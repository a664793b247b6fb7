pub mod identity_record;
pub mod profile;
pub mod profile_draft;
pub mod registration_candidate;
use serde::{Deserialize, Serialize};

pub const SESSION_FILENAME: &str = "session.json";

/// On-disk form of the session identity
#[derive(Debug, Clone, PartialEq, Eq, Serialize, Deserialize)]
pub(crate) struct SessionFile {
    pub(crate) email: String,
    /// RFC 3339
    pub(crate) established_at: String,
}
use crate::{FieldLimits, Profile, ProfileDraft};

fn profile() -> Profile {
    Profile {
        id: "00000000-0000-0000-0000-000000000001".into(),
        first_name: "Ann".into(),
        last_name: "Lee".into(),
        email: "a@x.com".into(),
        contact_number: Some("555-0100".into()),
        profile_image: None,
    }
}

#[test]
fn test_draft_copies_profile_without_password() {
    let draft = ProfileDraft::from(&profile());
    assert_eq!(draft.first_name, "Ann");
    assert_eq!(draft.contact_number.as_deref(), Some("555-0100"));
    assert!(draft.password.is_none());
    assert!(!draft.credential_changed());
}

#[test]
fn test_empty_password_is_not_a_credential_change() {
    let mut draft = ProfileDraft::from(&profile());
    draft.password = Some(String::new());
    assert!(!draft.credential_changed());

    draft.password = Some("n3w".into());
    assert!(draft.credential_changed());
}

#[test]
fn test_promote_keeps_identity_key_and_reference() {
    let original = profile();
    let mut draft = ProfileDraft::from(&original);
    draft.contact_number = Some("555-0199".into());
    draft.email = "someone-else@x.com".into();

    let promoted = draft.promote(&original);
    assert_eq!(promoted.id, original.id);
    assert_eq!(promoted.email, original.email);
    assert_eq!(promoted.contact_number.as_deref(), Some("555-0199"));
}

#[test]
fn test_password_is_not_serialized_when_absent() {
    let draft = ProfileDraft::from(&profile());
    let json = serde_json::to_value(&draft).unwrap();
    assert!(json.get("password").is_none());
    assert_eq!(json["firstName"], "Ann");
}

#[test]
fn test_validate_rejects_bad_image() {
    let mut draft = ProfileDraft::from(&profile());
    draft.profile_image = Some("data:image/png;base64,!!".into());
    assert!(draft.validate(&FieldLimits::default()).is_err());
}

#[test]
fn test_validate_treats_empty_image_as_absent() {
    let mut draft = ProfileDraft::from(&profile());
    draft.profile_image = Some(String::new());

    assert!(draft.validate(&FieldLimits::default()).is_ok());
    assert_eq!(draft.escaped().profile_image, None);
}

#[test]
fn test_escaped_draft_is_checked_against_limits() {
    let limits = FieldLimits::default();
    let mut draft = ProfileDraft::from(&profile());
    draft.first_name = "&".repeat(limits.max_name_length);

    assert!(draft.validate(&limits).is_ok());
    assert!(draft.escaped().validate(&limits).is_err());
}
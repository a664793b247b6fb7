mod config;
mod database_config;
mod error;
mod log_level;
mod logging_config;
mod port_file;
mod security_config;
mod server_config;
mod validation_config;


pub use config::Config;
pub use database_config::DatabaseConfig;
pub use error::{ConfigError, ConfigErrorResult};
pub use log_level::LogLevel;
pub use logging_config::LoggingConfig;
pub use port_file::port_file_info::PortFileInfo;
pub use security_config::SecurityConfig;
pub use server_config::ServerConfig;
pub use validation_config::ValidationConfig;

/// Environment variable that relocates the config directory
pub const CONFIG_DIR_ENV: &str = "SF_CONFIG_DIR";
/// Config directory used when `SF_CONFIG_DIR` is unset (relative to cwd)
pub const DEFAULT_CONFIG_DIR_NAME: &str = ".sf";
pub const CONFIG_FILENAME: &str = "config.toml";

const DEFAULT_HOST: &str = "127.0.0.1";
const DEFAULT_PORT: u16 = 8000;
const MIN_PORT: u16 = 1024;

const DEFAULT_DATABASE_FILENAME: &str = "storefront.db";
const DEFAULT_DATABASE_MAX_CONNECTIONS: u32 = 10;
const MIN_DATABASE_MAX_CONNECTIONS: u32 = 1;
const MAX_DATABASE_MAX_CONNECTIONS: u32 = 100;

const DEFAULT_LOG_LEVEL_STRING: &str = "info";
const DEFAULT_LOG_LEVEL: log::LevelFilter = log::LevelFilter::Info;
const DEFAULT_LOG_DIRECTORY: &str = "log";
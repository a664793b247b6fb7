use sf_auth::{CredentialHasher, HashParams};
use sf_server::error::Result as ServerErrorResult;
use sf_server::{AppState, build_router, logger};

use std::sync::Arc;

use log::{error, info, warn};
use tokio::net::TcpListener;

#[tokio::main]
async fn main() -> ServerErrorResult<()> {
    // .env is optional
    dotenvy::dotenv().ok();

    let config = sf_config::Config::load()?;
    config.validate()?;

    let log_file_path: Option<std::path::PathBuf> = match config.logging.file {
        Some(ref filename) => {
            let log_dir = sf_config::Config::config_dir()?.join(&config.logging.dir);
            std::fs::create_dir_all(&log_dir)?;
            Some(log_dir.join(filename))
        }
        None => None,
    };

    // Before any other logging
    logger::initialize(
        config.logging.level,
        log_file_path,
        config.logging.colored,
    )?;

    info!("Starting sf-server v{}", env!("CARGO_PKG_VERSION"));
    config.log_summary();

    let database_path = config.database_path()?;
    let pool = sf_db::open_pool(&database_path, config.database.max_connections).await?;

    // Convert config types for sf-auth
    let hasher = CredentialHasher::new(HashParams {
        memory_kib: config.security.hash_memory_kib,
        iterations: config.security.hash_iterations,
        parallelism: config.security.hash_parallelism,
    })?;

    let app_state = AppState {
        pool: pool.clone(),
        hasher: Arc::new(hasher),
        limits: config.validation.field_limits(),
    };

    let app = build_router(app_state);

    let listener = TcpListener::bind(config.bind_addr()).await?;

    // Port 0 is resolved by the OS
    let actual_addr = listener.local_addr()?;
    info!("Server listening on {}", actual_addr);

    match sf_config::PortFileInfo::write(actual_addr.port(), &config.server.host) {
        Ok(path) => info!("Port file written: {}", path.display()),
        Err(e) => warn!(
            "Failed to write port file (CLI auto-discovery may not work): {}",
            e
        ),
    }

    axum::serve(listener, app)
        .with_graceful_shutdown(shutdown_signal())
        .await?;

    pool.close().await;

    if let Err(e) = sf_config::PortFileInfo::remove() {
        warn!("Failed to remove port file: {}", e);
    }

    info!("Graceful shutdown complete");

    Ok(())
}

async fn shutdown_signal() {
    match tokio::signal::ctrl_c().await {
        Ok(()) => info!("Received SIGINT (Ctrl+C), initiating graceful shutdown"),
        Err(e) => {
            error!("Failed to listen for SIGINT: {}", e);
            // Keep serving; the process can still be killed
            std::future::pending::<()>().await
        }
    }
}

________________

Every entry above, from first to last, should be repeated exactly.

▶ Finished task:
repository a664793b247b6fb7
pub mod identity_record;
pub mod profile;
pub mod profile_draft;
pub mod registration_candidate;
use serde::{Deserialize, Serialize};

pub const SESSION_FILENAME: &str = "session.json";

/// On-disk form of the session identity
#[derive(Debug, Clone, PartialEq, Eq, Serialize, Deserialize)]
pub(crate) struct SessionFile {
    pub(crate) email: String,
    /// RFC 3339
    pub(crate) established_at: String,
}
use crate::{FieldLimits, Profile, ProfileDraft};

fn profile() -> Profile {
    Profile {
        id: "00000000-0000-0000-0000-000000000001".into(),
        first_name: "Ann".into(),
        last_name: "Lee".into(),
        email: "a@x.com".into(),
        contact_number: Some("555-0100".into()),
        profile_image: None,
    }
}

#[test]
fn test_draft_copies_profile_without_password() {
    let draft = ProfileDraft::from(&profile());
    assert_eq!(draft.first_name, "Ann");
    assert_eq!(draft.contact_number.as_deref(), Some("555-0100"));
    assert!(draft.password.is_none());
    assert!(!draft.credential_changed());
}

#[test]
fn test_empty_password_is_not_a_credential_change() {
    let mut draft = ProfileDraft::from(&profile());
    draft.password = Some(String::new());
    assert!(!draft.credential_changed());

    draft.password = Some("n3w".into());
    assert!(draft.credential_changed());
}

#[test]
fn test_promote_keeps_identity_key_and_reference() {
    let original = profile();
    let mut draft = ProfileDraft::from(&original);
    draft.contact_number = Some("555-0199".into());
    draft.email = "someone-else@x.com".into();

    let promoted = draft.promote(&original);
    assert_eq!(promoted.id, original.id);
    assert_eq!(promoted.email, original.email);
    assert_eq!(promoted.contact_number.as_deref(), Some("555-0199"));
}

#[test]
fn test_password_is_not_serialized_when_absent() {
    let draft = ProfileDraft::from(&profile());
    let json = serde_json::to_value(&draft).unwrap();
    assert!(json.get("password").is_none());
    assert_eq!(json["firstName"], "Ann");
}

#[test]
fn test_validate_rejects_bad_image() {
    let mut draft = ProfileDraft::from(&profile());
    draft.profile_image = Some("data:image/png;base64,!!".into());
    assert!(draft.validate(&FieldLimits::default()).is_err());
}

#[test]
fn test_validate_treats_empty_image_as_absent() {
    let mut draft = ProfileDraft::from(&profile());
    draft.profile_image = Some(String::new());

    assert!(draft.validate(&FieldLimits::default()).is_ok());
    assert_eq!(draft.escaped().profile_image, None);
}

#[test]
fn test_escaped_draft_is_checked_against_limits() {
    let limits = FieldLimits::default();
    let mut draft = ProfileDraft::from(&profile());
    draft.first_name = "&".repeat(limits.max_name_length);

    assert!(draft.validate(&limits).is_ok());
    assert!(draft.escaped().validate(&limits).is_err());
}
repository a664793b247b6fb7
mod config;
mod database_config;
mod error;
mod log_level;
mod logging_config;
mod port_file;
mod security_config;
mod server_config;
mod validation_config;


pub use config::Config;
pub use database_config::DatabaseConfig;
pub use error::{ConfigError, ConfigErrorResult};
pub use log_level::LogLevel;
pub use logging_config::LoggingConfig;
pub use port_file::port_file_info::PortFileInfo;
pub use security_config::SecurityConfig;
pub use server_config::ServerConfig;
pub use validation_config::ValidationConfig;

/// Environment variable that relocates the config directory
pub const CONFIG_DIR_ENV: &str = "SF_CONFIG_DIR";
/// Config directory used when `SF_CONFIG_DIR` is unset (relative to cwd)
pub const DEFAULT_CONFIG_DIR_NAME: &str = ".sf";
pub const CONFIG_FILENAME: &str = "config.toml";

const DEFAULT_HOST: &str = "127.0.0.1";
const DEFAULT_PORT: u16 = 8000;
const MIN_PORT: u16 = 1024;

const DEFAULT_DATABASE_FILENAME: &str = "storefront.db";
const DEFAULT_DATABASE_MAX_CONNECTIONS: u32 = 10;
const MIN_DATABASE_MAX_CONNECTIONS: u32 = 1;
const MAX_DATABASE_MAX_CONNECTIONS: u32 = 100;

const DEFAULT_LOG_LEVEL_STRING: &str = "info";
const DEFAULT_LOG_LEVEL: log::LevelFilter = log::LevelFilter::Info;
const DEFAULT_LOG_DIRECTORY: &str = "log";
repository a664793b247b6fb7
use sf_auth::{CredentialHasher, HashParams};
use sf_server::error::Result as ServerErrorResult;
use sf_server::{AppState, build_router, logger};

use std::sync::Arc;

use log::{error, info, warn};
use tokio::net::TcpListener;

#[tokio::main]
async fn main() -> ServerErrorResult<()> {
    // .env is optional
    dotenvy::dotenv().ok();

    let config = sf_config::Config::load()?;
    config.validate()?;

    let log_file_path: Option<std::path::PathBuf> = match config.logging.file {
        Some(ref filename) => {
            let log_dir = sf_config::Config::config_dir()?.join(&config.logging.dir);
            std::fs::create_dir_all(&log_dir)?;
            Some(log_dir.join(filename))
        }
        None => None,
    };

    // Before any other logging
    logger::initialize(
        config.logging.level,
        log_file_path,
        config.logging.colored,
    )?;

    info!("Starting sf-server v{}", env!("CARGO_PKG_VERSION"));
    config.log_summary();

    let database_path = config.database_path()?;
    let pool = sf_db::open_pool(&database_path, config.database.max_connections).await?;

    // Convert config types for sf-auth
    let hasher = CredentialHasher::new(HashParams {
        memory_kib: config.security.hash_memory_kib,
        iterations: config.security.hash_iterations,
        parallelism: config.security.hash_parallelism,
    })?;

    let app_state = AppState {
        pool: pool.clone(),
        hasher: Arc::new(hasher),
        limits: config.validation.field_limits(),
    };

    let app = build_router(app_state);

    let listener = TcpListener::bind(config.bind_addr()).await?;

    // Port 0 is resolved by the OS
    let actual_addr = listener.local_addr()?;
    info!("Server listening on {}", actual_addr);

    match sf_config::PortFileInfo::write(actual_addr.port(), &config.server.host) {
        Ok(path) => info!("Port file written: {}", path.display()),
        Err(e) => warn!(
            "Failed to write port file (CLI auto-discovery may not work): {}",
            e
        ),
    }

    axum::serve(listener, app)
        .with_graceful_shutdown(shutdown_signal())
        .await?;

    pool.close().await;

    if let Err(e) = sf_config::PortFileInfo::remove() {
        warn!("Failed to remove port file: {}", e);
    }

    info!("Graceful shutdown complete");

    Ok(())
}

async fn shutdown_signal() {
    match tokio::signal::ctrl_c().await {
        Ok(()) => info!("Received SIGINT (Ctrl+C), initiating graceful shutdown"),
        Err(e) => {
            error!("Failed to listen for SIGINT: {}", e);
            // Keep serving; the process can still be killed
            std::future::pending::<()>().await
        }
    }
}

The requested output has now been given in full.